Prediction of surface roughness in abrasive waterjet machining of particle reinforced MMCs using genetic expression programming

Abstract

Machining of particle-reinforced metal matrix composites has been considerably difficult due to the extremely abrasive nature of the reinforcements that causes rapid tool wear and high machining cost. Abrasive water jet (AWJ) machining has proven to be a viable technique to machine such materials compared to conventional machining processes. The present study is focused on the surface roughness of AWJ cut surfaces and genetic expression programming (GEP) was proposed to predict surface roughness in AWJ machining of 7075 Al alloy composites reinforced with Al2O3 particles.

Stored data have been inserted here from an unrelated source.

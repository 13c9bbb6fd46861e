//! Wire message format for marker-framed touch-controller protocols.
//!
//! Every inbound message is framed with:
//! - A 1-byte marker (0xA5) for bus synchronization
//! - A 1-byte status or report code
//! - A 2-byte little-endian payload length
//! - The payload, closed by a 1-byte padding sentinel (0x5A)
//!
//! Outbound commands carry no marker: the first chunk of a write is the
//! opcode followed by a 2-byte little-endian payload length; follow-on
//! chunks are re-prefixed with the CONTINUE_WRITE opcode. Inbound messages
//! larger than one read chunk continue in chunks re-prefixed with the
//! marker and the CONTINUED_READ status.

pub mod codes;
pub mod error;
pub mod header;
pub mod info;

pub use error::{MessageError, Result};
pub use header::{MessageHeader, HEADER_SIZE, MESSAGE_MARKER, MESSAGE_PADDING};
pub use info::{
    AppStatus, ApplicationInfo, BootInfo, Identification, APPLICATION_INFO_SIZE, BOOT_INFO_SIZE,
    IDENTIFICATION_SIZE,
};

In the development predictive models, characteristics of materials such as size and weight fraction of reinforcement particles, and depth of cut were considered as model variables. The training and testing data sets were obtained from the well-established machining test results. The weight fraction of particle, size of particle, and depth of cut were used as independent input variables, while arithmetic mean of surface roughness, maximum roughness of profile height, and mean spacing of profile irregularity as dependent output variables. Different models for the output variables were predicted on the basis of training data set using GEP and accuracy of the best model was proved with testing data set. The test results showed that output variables increased with increasing input variables. The predicted results were compared with experimental results and found to be in good agreement with the experimentally observed ones.